Saturday, March 14, 2015

You Can't Go Home Again, But...

You can go back to college.

My first graduate class was a 6-week, like-drinking-from-a-fire-hose general exercise physiology class last summer.  Because that material forms the basis for every single discussion that comes after, I felt the need to be exposed to it again (and again and again...since that's how you learn something to a professional level).  My then-advisor was teaching the full-semester version in the fall so I sat in on the class.  I attended, took notes to ensure my attention, and then left the classroom and didn't worry about it until the next class meeting.  Because I was never lost or behind and I am very pro-learning, of course I enjoyed the experience.

I enjoyed it so much that I decided to do it again.  But in a completely different subject.  That has nothing to do with either of my Masters degrees.  And thus began what I am calling my "enrichment class curriculum".  Or "bilking Indiana University out of $4k per semester."

This semester I am sitting in on M212, which translates to second-semester single variable calculus, because calculus is easily my favorite academic subject.  ("Hi, have we met?

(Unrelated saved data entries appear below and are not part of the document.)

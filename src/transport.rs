//! WebSocket transport to the conversation backend.
//!
//! One background task owns the connection for its whole life: connect,
//! announce the session, pump frames both ways, and on any close or error
//! schedule exactly one reconnect attempt after a fixed delay, forever,
//! until the session shuts down. Outgoing events are accepted through a
//! cloneable [`TransportHandle`] whose `send` is a silent no-op while the
//! connection is down; nothing queues across reconnects.

use futures_util::{SinkExt, StreamExt};
use std::sync::atomic::{AtomicBool, Ordering};
use std::sync::Arc;
use std::time::Duration;
use tokio::sync::mpsc;
use tokio_tungstenite::{connect_async, tungstenite::Message};
use tracing::{debug, info, warn};

use crate::events::TransportEvent;
use crate::protocol::{ClientEvent, ServerEvent};

/// Error type for transport operations.
#[derive(Debug, thiserror::Error)]
pub enum TransportError {
    #[error("WebSocket error: {0}")]
    WebSocket(#[from] tokio_tungstenite::tungstenite::Error),

    #[error("frame serialization error: {0}")]
    Serialize(#[from] serde_json::Error),
}

/// Sending side of the transport, safe to clone into controllers.
#[derive(Clone)]
pub struct TransportHandle {
    tx: mpsc::UnboundedSender<ClientEvent>,
    connected: Arc<AtomicBool>,
}

impl TransportHandle {
    /// Queue an event for the current connection. Dropped silently while
    /// disconnected; callers gate audio on [`Self::is_connected`].
    pub fn send(&self, event: ClientEvent) {
        if !self.is_connected() {
            debug!("dropping outgoing event while disconnected");
            return;
        }
        let _ = self.tx.send(event);
    }

    pub fn is_connected(&self) -> bool {
        self.connected.load(Ordering::Relaxed)
    }

    #[cfg(test)]
    pub(crate) fn for_test(
        connected: bool,
    ) -> (Self, mpsc::UnboundedReceiver<ClientEvent>, Arc<AtomicBool>) {
        let (tx, rx) = mpsc::unbounded_channel();
        let flag = Arc::new(AtomicBool::new(connected));
        (
            Self {
                tx,
                connected: Arc::clone(&flag),
            },
            rx,
            flag,
        )
    }
}

/// Fixed-delay reconnect schedule. At most one attempt is armed at a time;
/// duplicate arms while a timer is pending are rejected.
struct Reconnector {
    delay: Duration,
    armed: bool,
}

impl Reconnector {
    fn new(delay: Duration) -> Self {
        Self {
            delay,
            armed: false,
        }
    }

    /// Arm the next attempt. `None` when one is already pending.
    fn arm(&mut self) -> Option<Duration> {
        if self.armed {
            return None;
        }
        self.armed = true;
        Some(self.delay)
    }

    /// The armed timer fired; a new one may be armed.
    fn fired(&mut self) {
        self.armed = false;
    }

    /// A connection succeeded; clear any pending state.
    fn reset(&mut self) {
        self.armed = false;
    }
}

/// Why the frame pump stopped.
enum PumpEnd {
    /// The session dropped its handle: tear the transport down.
    Shutdown,
    /// The peer closed or the stream ended: reconnect.
    Remote,
}

pub struct SessionTransport {
    url: String,
    reconnect_delay: Duration,
}

impl SessionTransport {
    pub fn new(url: impl Into<String>, reconnect_delay: Duration) -> Self {
        Self {
            url: url.into(),
            reconnect_delay,
        }
    }

    /// Spawn the connection task. Returns the sending handle and the
    /// stream of transport events for the session loop.
    pub fn start(self) -> (TransportHandle, mpsc::UnboundedReceiver<TransportEvent>) {
        let (cmd_tx, cmd_rx) = mpsc::unbounded_channel();
        let (evt_tx, evt_rx) = mpsc::unbounded_channel();
        let connected = Arc::new(AtomicBool::new(false));

        let handle = TransportHandle {
            tx: cmd_tx,
            connected: Arc::clone(&connected),
        };
        tokio::spawn(run(
            self.url,
            self.reconnect_delay,
            cmd_rx,
            evt_tx,
            connected,
        ));
        (handle, evt_rx)
    }
}

async fn run(
    url: String,
    reconnect_delay: Duration,
    mut cmd_rx: mpsc::UnboundedReceiver<ClientEvent>,
    evt_tx: mpsc::UnboundedSender<TransportEvent>,
    connected: Arc<AtomicBool>,
) {
    let mut reconnect = Reconnector::new(reconnect_delay);

    loop {
        if evt_tx.send(TransportEvent::Connecting).is_err() {
            break; // session gone
        }

        match connect_async(url.as_str()).await {
            Ok((ws, _response)) => {
                reconnect.reset();
                connected.store(true, Ordering::Relaxed);
                info!(%url, "connected");

                let end = pump(ws, &mut cmd_rx, &evt_tx).await;
                connected.store(false, Ordering::Relaxed);

                if evt_tx.send(TransportEvent::Closed).is_err() {
                    break;
                }
                match end {
                    Ok(PumpEnd::Shutdown) => break,
                    Ok(PumpEnd::Remote) => info!("connection closed by peer"),
                    Err(e) => warn!("connection lost: {e}"),
                }
            }
            Err(e) => {
                warn!(%url, "connect failed: {e}");
                if evt_tx.send(TransportEvent::Closed).is_err() {
                    break;
                }
            }
        }

        // Anything sent in the window around the disconnect is stale; it
        // must not carry over into the next connection.
        loop {
            match cmd_rx.try_recv() {
                Ok(_) => continue,
                Err(mpsc::error::TryRecvError::Empty) => break,
                Err(mpsc::error::TryRecvError::Disconnected) => return,
            }
        }

        if let Some(delay) = reconnect.arm() {
            tokio::time::sleep(delay).await;
            reconnect.fired();
        }
    }
}

async fn pump(
    ws: tokio_tungstenite::WebSocketStream<
        tokio_tungstenite::MaybeTlsStream<tokio::net::TcpStream>,
    >,
    cmd_rx: &mut mpsc::UnboundedReceiver<ClientEvent>,
    evt_tx: &mpsc::UnboundedSender<TransportEvent>,
) -> Result<PumpEnd, TransportError> {
    let (mut sink, mut stream) = ws.split();

    // Announce the logical session before anything else goes out.
    sink.send(Message::text(serde_json::to_string(
        &ClientEvent::StartSession,
    )?))
    .await?;
    let _ = evt_tx.send(TransportEvent::Opened);

    loop {
        tokio::select! {
            cmd = cmd_rx.recv() => match cmd {
                Some(event) => {
                    sink.send(Message::text(serde_json::to_string(&event)?)).await?;
                }
                None => return Ok(PumpEnd::Shutdown),
            },
            frame = stream.next() => match frame {
                Some(Ok(Message::Text(text))) => dispatch(text.as_str(), evt_tx),
                Some(Ok(Message::Close(_))) => return Ok(PumpEnd::Remote),
                Some(Ok(_)) => {} // ping/pong handled by tungstenite
                Some(Err(e)) => return Err(e.into()),
                None => return Ok(PumpEnd::Remote),
            },
        }
    }
}

fn dispatch(text: &str, evt_tx: &mpsc::UnboundedSender<TransportEvent>) {
    match serde_json::from_str::<ServerEvent>(text) {
        Ok(event) => {
            let _ = evt_tx.send(TransportEvent::Server(event));
        }
        Err(e) => warn!("unparseable frame: {e}"),
    }
}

My name is Kelzie and I'm an unapologetic nerd.")  I took this class for academic credit my senior year of high school and then moved onto multi-variable calculus etc etc in college.

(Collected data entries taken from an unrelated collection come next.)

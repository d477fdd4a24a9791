//! Tuning configuration for the audio pipeline and session.
//!
//! The constants here are sensitivity choices, not protocol constants: the
//! wire format (16 kHz WAV out, 24 kHz PCM in) lives in `codec`.

use std::time::Duration;

/// Configuration for the voice activity detector.
#[derive(Debug, Clone)]
pub struct VadConfig {
    /// Normalized RMS energy above which a sample counts as speech.
    /// 0.001 is very sensitive, 0.1 barely triggers on a raised voice.
    pub threshold: f32,

    /// FFT length of the analyser window.
    pub fft_size: usize,

    /// Time-smoothing constant applied to successive magnitude spectra,
    /// in [0, 1). Higher values smooth more.
    pub smoothing: f32,

    /// Interval between VAD samples in milliseconds.
    pub sample_interval_ms: u64,
}

impl Default for VadConfig {
    fn default() -> Self {
        Self {
            threshold: 0.01,
            fft_size: 2048,
            smoothing: 0.8,
            sample_interval_ms: 100,
        }
    }
}

/// Configuration for the active-listening controller.
#[derive(Debug, Clone)]
pub struct ListenConfig {
    /// Minimum duration of sustained speech before a recording opens.
    pub min_speech_ms: u64,

    /// Duration of sustained silence before an open recording closes.
    pub silence_ms: u64,

    /// Settle delay before listening resumes after the assistant finishes
    /// speaking, so the output tail is not picked up as speech.
    pub resume_settle_ms: u64,
}

impl Default for ListenConfig {
    fn default() -> Self {
        Self {
            min_speech_ms: 500,
            silence_ms: 1500,
            resume_settle_ms: 500,
        }
    }
}

impl ListenConfig {
    pub fn min_speech(&self) -> Duration {
        Duration::from_millis(self.min_speech_ms)
    }

    pub fn silence(&self) -> Duration {
        Duration::from_millis(self.silence_ms)
    }

    pub fn resume_settle(&self) -> Duration {
        Duration::from_millis(self.resume_settle_ms)
    }
}

/// Top-level session configuration.
#[derive(Debug, Clone)]
pub struct SessionConfig {
    /// Backend WebSocket endpoint.
    pub server_url: String,

    /// Delay between reconnection attempts after the transport drops.
    pub reconnect_delay_ms: u64,

    /// Sample rate requested from the capture device.
    pub capture_rate: u32,

    pub vad: VadConfig,
    pub listen: ListenConfig,
}

impl Default for SessionConfig {
    fn default() -> Self {
        Self {
            server_url: "ws://localhost:3001/ws".to_string(),
            reconnect_delay_ms: 3000,
            capture_rate: 16_000,
            vad: VadConfig::default(),
            listen: ListenConfig::default(),
        }
    }
}

impl SessionConfig {
    /// Build a config from the environment, falling back to defaults.
    /// `REVOICE_SERVER_URL` overrides the backend endpoint.
    pub fn from_env() -> Self {
        let mut cfg = Self::default();
        if let Ok(url) = std::env::var("REVOICE_SERVER_URL") {
            cfg.server_url = url;
        }
        cfg
    }

    pub fn reconnect_delay(&self) -> Duration {
        Duration::from_millis(self.reconnect_delay_ms)
    }
}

This class is like conducting an academic archeological dig in my mind.   Some topics the professor introduces and I'm like "uh, yeah, I never learned that" while other topics look familiar and come back as soon as the surrounding rock is scratched away, but the weirdest part is when I just see a problem laid out in front of me, knowing exactly how and what to do, despite not having done it for 15+ years.  It must be what it's like to crack open a boulder and find a fully intact skeleton right along the fault line. The skills are just...there.  The other skills will only eventually reveal a complete skeleton after being (re)excavated grain of sand by grain of sand with a paintbrush.

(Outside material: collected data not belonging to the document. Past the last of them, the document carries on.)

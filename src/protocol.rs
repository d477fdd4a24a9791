//! Wire protocol with the conversation backend.
//!
//! Every frame is a JSON object tagged by a `type` field. Audio payloads
//! travel as transport text (base64): outgoing utterances as the canonical
//! WAV container, incoming replies as raw 24 kHz 16-bit mono PCM.

use serde::{Deserialize, Serialize};

/// Messages sent to the backend.
#[derive(Debug, Clone, PartialEq, Eq, Serialize)]
#[serde(tag = "type", rename_all = "snake_case")]
pub enum ClientEvent {
    /// Opens the logical session; sent once per connection.
    StartSession,
    /// One complete utterance as a transport-text WAV payload.
    SendAudio { audio: String },
    /// The user cut off an in-progress assistant reply.
    Interrupt,
}

/// Messages received from the backend. Tags this client does not know
/// fold into [`ServerEvent::Unknown`] and are ignored.
#[derive(Debug, Clone, PartialEq, Eq, Deserialize)]
#[serde(tag = "type", rename_all = "snake_case")]
pub enum ServerEvent {
    /// The logical session is ready for audio.
    SessionStarted,
    /// A synthesized reply: transport-text raw PCM at 24 kHz.
    AudioResponse { audio: String },
    /// Fallback reply when synthesis failed on the backend.
    TextResponse { text: String },
    /// The assistant finished one reply.
    TurnComplete,
    /// Backend-reported error; the session stays alive.
    Error { message: String },
    /// Terminal state for the logical session.
    SessionEnded,
    #[serde(other)]
    Unknown,
}
//! Voice activity detection over a live microphone stream.
//!
//! Owns one capture stream and a spectrum analyser; each `sample()` call
//! drains whatever frames the device produced since the last call and
//! reports whether the current spectral energy looks like speech. The
//! stream and analyser are released together when the detector is dropped.

use tracing::debug;

use crate::analyzer::{normalized_rms, SpectrumAnalyser};
use crate::config::VadConfig;
use crate::device::{DeviceError, MicStream};

pub struct VoiceActivityDetector {
    stream: MicStream,
    analyser: SpectrumAnalyser,
    threshold: f32,
}

impl VoiceActivityDetector {
    /// Acquire a microphone stream and attach the analyser.
    pub fn open(app_name: &str, sample_rate: u32, cfg: &VadConfig) -> Result<Self, DeviceError> {
        let stream = MicStream::open(app_name, sample_rate)?;
        debug!(sample_rate, threshold = cfg.threshold, "voice activity detector opened");
        Ok(Self::with_stream(stream, cfg))
    }

    fn with_stream(stream: MicStream, cfg: &VadConfig) -> Self {
        Self {
            stream,
            analyser: SpectrumAnalyser::new(cfg.fft_size, cfg.smoothing),
            threshold: cfg.threshold,
        }
    }

    /// Read the current energy measure and decide whether speech is
    /// present. Intended to run on the controller's fixed cadence.
    pub fn sample(&mut self) -> bool {
        while let Some(frame) = self.stream.try_frame() {
            self.analyser.push(&frame);
        }
        let bins = self.analyser.byte_frequency_data();
        normalized_rms(&bins) > self.threshold
    }

    #[cfg(test)]
    pub(crate) fn for_test(stream: MicStream, cfg: &VadConfig) -> Self {
        Self::with_stream(stream, cfg)
    }
}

I'm already drawing up a plan of study for my "enrichment" degree.  Choosing potential classes is a delicate balance of large class sizes so I can easily hide in the back - many topically
fascinating courses are too small in which to hide - and knowing something about the topic, but not too much - so that I won't get behind when I don't do the homework, but won't get bored either.  Sadly, as much as an intro philosophy course interests me, I don't have time to do hours of reading just can I fully understand lectures in a class that I'm not officially taking.  There are limits to my nerdiness - even if I am only finding them now.